# Finished Another Oscillator



## Davyboy (May 5, 2009)

A couple of photos of my newest oscillator. In my original post, I called the wrong bore, it's really 3/8" bore x 3/4" stroke, double action. 2" diameter flywheel. I started these (two of them) back in November, just got it "finished" (are they ever really good enough?) this past week.

The flywheel side.







The cylinder and air passages shown






Here's a quick video of it running on an aquarium pump. (sorry, only 8 seconds, that's all I can get out of dial-up land). 
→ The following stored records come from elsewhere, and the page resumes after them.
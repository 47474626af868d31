//! Named per-event variables laid out in one flat value array.

use std::collections::HashMap;

use serde::{Deserialize, Serialize};

use crate::error::{Error, Result};

/// A contiguous slice `[id, id + length)` of the per-event value array.
#[derive(Debug, Clone, Copy, PartialEq, Eq, Hash, Serialize, Deserialize)]
pub struct Variable {
    id: usize,
    length: usize,
}

impl Variable {
    /// First index in the value array.
    pub fn id(&self) -> usize {
        self.id
    }

    /// Number of consecutive values (1 for scalars, N for channel arrays).
    pub fn length(&self) -> usize {
        self.length
    }

    /// Scalar value, or element 0 of an array variable.
    pub fn value(&self, values: &[f64]) -> f64 {
        values.get(self.id).copied().unwrap_or(f64::NAN)
    }

    /// Element `i`. Scalars broadcast to every element.
    ///
    /// An index past the end of an array variable is an `OutOfRange` error.
    pub fn element(&self, values: &[f64], i: usize) -> Result<f64> {
        let offset = match self.length {
            0 | 1 => 0,
            n if i < n => i,
            n => {
                return Err(Error::OutOfRange(format!(
                    "element {i} of a {n}-element variable at {}",
                    self.id
                )));
            }
        };
        Ok(values.get(self.id + offset).copied().unwrap_or(f64::NAN))
    }

    /// The whole slice.
    pub fn slice<'a>(&self, values: &'a [f64]) -> &'a [f64] {
        let end = (self.id + self.length).min(values.len());
        &values[self.id.min(end)..end]
    }
}

/// Caller-constructed registry of variables with stable contiguous ids.
#[derive(Debug, Clone, Default, Serialize, Deserialize)]
pub struct VariableSchema {
    order: Vec<String>,
    variables: HashMap<String, Variable>,
    size: usize,
}

impl VariableSchema {
    /// Empty schema.
    pub fn new() -> Self {
        Self::default()
    }

    /// Register a variable of `length` consecutive values.
    pub fn add(&mut self, name: impl Into<String>, length: usize) -> Result<Variable> {
        let name = name.into();
        if length == 0 {
            return Err(Error::Validation(format!("variable '{name}' has zero length")));
        }
        if self.variables.contains_key(&name) {
            return Err(Error::Validation(format!("variable '{name}' already registered")));
        }
        let var = Variable { id: self.size, length };
        self.size += length;
        self.order.push(name.clone());
        self.variables.insert(name, var);
        Ok(var)
    }

    /// Look up a variable by name.
    pub fn get(&self, name: &str) -> Result<Variable> {
        self.variables
            .get(name)
            .copied()
            .ok_or_else(|| Error::Validation(format!("unknown variable '{name}'")))
    }

    /// Whether `name` is registered.
    pub fn contains(&self, name: &str) -> bool {
        self.variables.contains_key(name)
    }

    /// Length of the flat value array.
    pub fn size(&self) -> usize {
        self.size
    }

    /// Variable names in registration order.
    pub fn names(&self) -> impl Iterator<Item = &str> {
        self.order.iter().map(String::as_str)
    }

    /// Zero-filled value array of the right size.
    pub fn new_values(&self) -> Vec<f64> {
        vec![0.0; self.size]
    }
}

#[cfg(test)]
mod tests {
    use super::*;

    #[test]
    fn ids_are_contiguous() {
        let mut s = VariableSchema::new();
        let cent = s.add("Centrality", 1).unwrap();
        let mult = s.add("MultA", 4).unwrap();
        let phi = s.add("ChannelPhi", 4).unwrap();
        assert_eq!((cent.id(), mult.id(), phi.id()), (0, 1, 5));
        assert_eq!(s.size(), 9);
        assert_eq!(s.get("MultA").unwrap(), mult);
        assert!(matches!(s.get("Nope"), Err(Error::Validation(_))));
        assert!(s.add("MultA", 1).is_err());
        assert_eq!(s.names().collect::<Vec<_>>(), vec!["Centrality", "MultA", "ChannelPhi"]);
    }

    #[test]
    fn reads_from_snapshot() {
        let mut s = VariableSchema::new();
        let a = s.add("a", 1).unwrap();
        let b = s.add("b", 3).unwrap();
        let values = vec![7.0, 1.0, 2.0, 3.0];
        assert_eq!(a.value(&values), 7.0);
        assert_eq!(b.element(&values, 2).unwrap(), 3.0);
        assert_eq!(a.element(&values, 2).unwrap(), 7.0);
        assert!(matches!(b.element(&values, 3), Err(Error::OutOfRange(_))));
        assert_eq!(b.slice(&values), &[1.0, 2.0, 3.0]);
    }
}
I put a tach on it with regulated air from a compressor, it ran from 80 RPM to over 3500 RPM at 12 PSI. Holy smoke! Enjoy.

DB


----------



## Metal Butcher (May 5, 2009)

Great build! Super nice! Thanks for posting the video. :bow:

Can you tell us what type of plastic material its made of?

-MB


----------



## Davyboy (May 5, 2009)

MB, Thanks for the compliment. The plastic is unknown "acrylic" that I got a yard sale a couple of years ago. They told me it was a tool for installing car windshields. ??? Originally about 3/4" x 2" x60" long. I machined it carefully, then polished down to 1500 grit and then Meguiar's Plast-X polish to bring up the shine.


----------



## 4156df (May 5, 2009)

DB,

Very nice engine. Particularly impressive finish on the plastic.

Dennis


----------



## Maryak (May 5, 2009)

Davyboy,

WOW 
	

	
	
		
		

		
		
	


	




Best Regards
Bob


----------



## 90LX_Notch (May 5, 2009)

That is one cool engine. Very well done. Thm: Thm:


----------



## Mo deller (May 5, 2009)

I think I may be infected with Oscillatoritis :big:
I love these. Excellent job DB.

Mo.


----------



## stevehuckss396 (May 5, 2009)

Very nice!

I love the acryllic parts. Did you flame polish or is that all hand rubbed?


----------



## cobra428 (May 5, 2009)

Davyboy,
I love the idea Thm: Thm: 
This way you get to see all the whistles and bells moving around!
Tony


----------



## bearcar1 (May 5, 2009)

When I first read about 'see-thru' engines a long time ago, I thought to myself what a stupid idea. Good for illustrative or educational purposes I thought, : but not much else. Well, after now seeing your little gem I have to admit I was way off base in my earlier presumptions. Tht is a fine looking engine and it displays a very high quality of workmanship. :bow: I may have to break out that sheet of acrylic sheet I have stashed away in the rafters and do some playing. ;D Kudos to you Tony, well done.


BC1


----------



## Philjoe5 (May 5, 2009)

Cool engines DB. The clear body showing the internal working parts is a nice touch. Folks at model shows especially appreciate the view :bow:

Cheers,
Phil


----------



## rake60 (May 5, 2009)

Very nice DB! :bow:

Rick


----------



## itowbig (May 5, 2009)

woohoo1   th_wav  Nice man Nice Thm: very nice


----------



## arnoldb (May 5, 2009)

Very Very Nice ! :bow: :bow: 
Apologies if this is a silly question, but what do you use for lubrication on it ?

Well Done!
Regards, Arnold


----------



## esteam (May 5, 2009)

Excellent job. Congrats...

Erdem


----------



## Davyboy (May 5, 2009)

Thanks to all, for the kind words. I've seen the work you all have posted here, mine doesn't hold a candle... 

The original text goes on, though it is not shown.